▸ Task description: Some lines in the listing hold the word "const". Return each of them.

▸ Records provided:
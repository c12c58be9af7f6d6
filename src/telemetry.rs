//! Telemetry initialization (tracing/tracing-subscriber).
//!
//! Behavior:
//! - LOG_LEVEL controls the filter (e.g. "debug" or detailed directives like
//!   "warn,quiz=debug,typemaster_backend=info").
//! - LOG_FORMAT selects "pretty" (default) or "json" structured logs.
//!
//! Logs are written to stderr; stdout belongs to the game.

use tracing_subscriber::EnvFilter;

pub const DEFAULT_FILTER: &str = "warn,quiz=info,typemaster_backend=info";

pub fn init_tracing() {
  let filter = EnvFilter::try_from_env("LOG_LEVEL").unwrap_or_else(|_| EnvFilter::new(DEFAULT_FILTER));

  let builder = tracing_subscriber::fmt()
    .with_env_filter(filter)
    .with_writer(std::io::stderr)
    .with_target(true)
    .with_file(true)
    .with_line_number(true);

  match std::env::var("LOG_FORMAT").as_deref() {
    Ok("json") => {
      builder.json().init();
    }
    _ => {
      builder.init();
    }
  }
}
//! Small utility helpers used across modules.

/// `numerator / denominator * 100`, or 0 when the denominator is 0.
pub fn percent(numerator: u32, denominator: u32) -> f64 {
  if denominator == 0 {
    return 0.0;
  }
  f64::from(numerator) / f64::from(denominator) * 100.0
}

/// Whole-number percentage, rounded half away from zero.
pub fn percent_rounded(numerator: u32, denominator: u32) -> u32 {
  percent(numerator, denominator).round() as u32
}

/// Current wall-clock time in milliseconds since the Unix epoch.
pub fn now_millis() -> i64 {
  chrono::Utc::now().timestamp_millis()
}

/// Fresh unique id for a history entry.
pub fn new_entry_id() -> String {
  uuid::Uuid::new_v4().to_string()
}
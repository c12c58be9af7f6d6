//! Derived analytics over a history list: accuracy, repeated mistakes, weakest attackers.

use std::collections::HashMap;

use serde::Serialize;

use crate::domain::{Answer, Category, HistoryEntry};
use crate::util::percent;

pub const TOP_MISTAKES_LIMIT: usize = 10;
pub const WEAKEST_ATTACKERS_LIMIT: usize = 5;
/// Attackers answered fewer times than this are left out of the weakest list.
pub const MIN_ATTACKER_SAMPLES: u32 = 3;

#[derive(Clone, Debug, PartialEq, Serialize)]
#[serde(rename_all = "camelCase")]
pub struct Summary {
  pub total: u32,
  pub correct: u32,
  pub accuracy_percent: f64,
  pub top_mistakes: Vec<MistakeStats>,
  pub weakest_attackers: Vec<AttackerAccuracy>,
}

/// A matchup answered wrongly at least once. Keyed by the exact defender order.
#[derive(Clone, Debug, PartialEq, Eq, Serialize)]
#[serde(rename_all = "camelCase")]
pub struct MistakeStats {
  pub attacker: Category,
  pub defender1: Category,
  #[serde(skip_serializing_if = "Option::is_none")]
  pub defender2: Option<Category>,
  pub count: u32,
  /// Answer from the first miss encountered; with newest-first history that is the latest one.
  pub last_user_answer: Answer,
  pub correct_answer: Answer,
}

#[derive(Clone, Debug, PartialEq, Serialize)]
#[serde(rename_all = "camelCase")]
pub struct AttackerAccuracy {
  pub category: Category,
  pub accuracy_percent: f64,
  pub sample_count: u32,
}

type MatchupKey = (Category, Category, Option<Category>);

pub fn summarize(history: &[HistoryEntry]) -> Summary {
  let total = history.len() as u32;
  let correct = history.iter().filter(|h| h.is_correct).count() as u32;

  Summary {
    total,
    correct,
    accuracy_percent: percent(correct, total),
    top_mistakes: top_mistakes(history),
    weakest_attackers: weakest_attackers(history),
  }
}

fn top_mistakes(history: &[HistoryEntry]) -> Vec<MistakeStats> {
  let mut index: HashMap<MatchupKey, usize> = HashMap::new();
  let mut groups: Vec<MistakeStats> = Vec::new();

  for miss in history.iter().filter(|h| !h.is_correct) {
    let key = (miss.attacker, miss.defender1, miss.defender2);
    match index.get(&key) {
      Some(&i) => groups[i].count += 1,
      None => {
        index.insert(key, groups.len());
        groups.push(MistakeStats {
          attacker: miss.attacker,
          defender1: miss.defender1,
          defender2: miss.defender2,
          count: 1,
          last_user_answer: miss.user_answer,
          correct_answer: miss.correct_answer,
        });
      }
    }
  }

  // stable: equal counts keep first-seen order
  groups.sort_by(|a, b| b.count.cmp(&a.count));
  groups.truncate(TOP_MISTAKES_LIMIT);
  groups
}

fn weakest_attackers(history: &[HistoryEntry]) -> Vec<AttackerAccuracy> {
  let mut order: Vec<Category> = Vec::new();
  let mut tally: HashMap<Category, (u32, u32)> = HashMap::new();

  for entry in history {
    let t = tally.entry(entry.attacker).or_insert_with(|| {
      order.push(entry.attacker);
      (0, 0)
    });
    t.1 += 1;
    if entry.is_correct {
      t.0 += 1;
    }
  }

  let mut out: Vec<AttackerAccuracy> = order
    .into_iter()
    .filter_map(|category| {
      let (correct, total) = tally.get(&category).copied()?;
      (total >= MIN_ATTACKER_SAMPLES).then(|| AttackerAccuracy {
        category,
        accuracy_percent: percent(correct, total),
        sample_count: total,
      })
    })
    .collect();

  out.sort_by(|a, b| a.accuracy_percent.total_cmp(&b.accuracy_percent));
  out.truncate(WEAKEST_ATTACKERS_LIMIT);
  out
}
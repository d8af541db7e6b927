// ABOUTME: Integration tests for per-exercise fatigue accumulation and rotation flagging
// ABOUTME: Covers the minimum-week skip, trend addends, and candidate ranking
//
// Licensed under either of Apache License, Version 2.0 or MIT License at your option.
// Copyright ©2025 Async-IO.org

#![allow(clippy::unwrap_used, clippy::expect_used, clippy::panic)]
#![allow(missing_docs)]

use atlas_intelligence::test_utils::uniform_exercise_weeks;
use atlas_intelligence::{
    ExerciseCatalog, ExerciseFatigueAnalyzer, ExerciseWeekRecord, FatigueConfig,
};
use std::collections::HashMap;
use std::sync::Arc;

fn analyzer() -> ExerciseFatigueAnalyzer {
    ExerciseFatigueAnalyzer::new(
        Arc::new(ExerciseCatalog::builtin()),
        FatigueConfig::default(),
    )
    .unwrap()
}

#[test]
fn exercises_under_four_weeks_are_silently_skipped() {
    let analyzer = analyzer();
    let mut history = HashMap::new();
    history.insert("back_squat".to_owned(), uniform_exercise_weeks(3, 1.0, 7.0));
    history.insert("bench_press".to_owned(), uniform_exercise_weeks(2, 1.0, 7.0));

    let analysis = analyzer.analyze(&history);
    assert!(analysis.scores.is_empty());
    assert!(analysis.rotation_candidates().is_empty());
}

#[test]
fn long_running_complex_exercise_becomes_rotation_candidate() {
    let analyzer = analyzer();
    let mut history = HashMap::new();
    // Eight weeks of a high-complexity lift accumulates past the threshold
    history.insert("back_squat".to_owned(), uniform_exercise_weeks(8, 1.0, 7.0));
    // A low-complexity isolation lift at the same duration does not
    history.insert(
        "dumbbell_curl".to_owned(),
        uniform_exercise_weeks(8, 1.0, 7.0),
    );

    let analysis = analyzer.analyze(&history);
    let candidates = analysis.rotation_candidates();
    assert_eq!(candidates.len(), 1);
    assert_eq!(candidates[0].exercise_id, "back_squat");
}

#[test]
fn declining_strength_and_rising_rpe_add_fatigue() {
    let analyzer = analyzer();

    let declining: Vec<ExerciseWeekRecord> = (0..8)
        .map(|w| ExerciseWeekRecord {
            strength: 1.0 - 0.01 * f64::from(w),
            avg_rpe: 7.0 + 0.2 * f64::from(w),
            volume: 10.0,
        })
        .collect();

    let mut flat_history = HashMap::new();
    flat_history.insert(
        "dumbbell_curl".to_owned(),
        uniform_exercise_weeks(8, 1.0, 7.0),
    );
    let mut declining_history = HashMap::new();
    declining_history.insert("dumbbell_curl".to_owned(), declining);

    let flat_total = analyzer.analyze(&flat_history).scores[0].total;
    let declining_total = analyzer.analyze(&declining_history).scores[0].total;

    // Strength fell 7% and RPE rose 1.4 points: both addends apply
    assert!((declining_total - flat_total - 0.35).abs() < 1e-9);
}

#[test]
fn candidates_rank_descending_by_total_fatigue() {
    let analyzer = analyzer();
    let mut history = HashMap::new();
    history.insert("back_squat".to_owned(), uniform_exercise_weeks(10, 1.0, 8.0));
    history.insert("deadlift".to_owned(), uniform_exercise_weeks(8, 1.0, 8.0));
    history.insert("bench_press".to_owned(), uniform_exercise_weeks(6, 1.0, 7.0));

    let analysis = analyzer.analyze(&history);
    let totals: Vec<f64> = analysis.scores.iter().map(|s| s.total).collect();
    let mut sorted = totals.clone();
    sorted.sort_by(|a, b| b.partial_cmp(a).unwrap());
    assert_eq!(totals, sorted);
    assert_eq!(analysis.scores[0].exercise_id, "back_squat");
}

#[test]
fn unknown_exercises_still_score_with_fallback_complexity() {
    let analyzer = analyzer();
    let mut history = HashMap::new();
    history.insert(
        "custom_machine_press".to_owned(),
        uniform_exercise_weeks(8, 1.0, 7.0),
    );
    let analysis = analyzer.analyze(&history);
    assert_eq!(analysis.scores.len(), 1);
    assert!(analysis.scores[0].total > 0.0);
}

▸ Finished exercise:
pub const DEFAULT_FILTER: &str = "warn,quiz=info,typemaster_backend=info";
pub const TOP_MISTAKES_LIMIT: usize = 10;
pub const WEAKEST_ATTACKERS_LIMIT: usize = 5;
pub const MIN_ATTACKER_SAMPLES: u32 = 3;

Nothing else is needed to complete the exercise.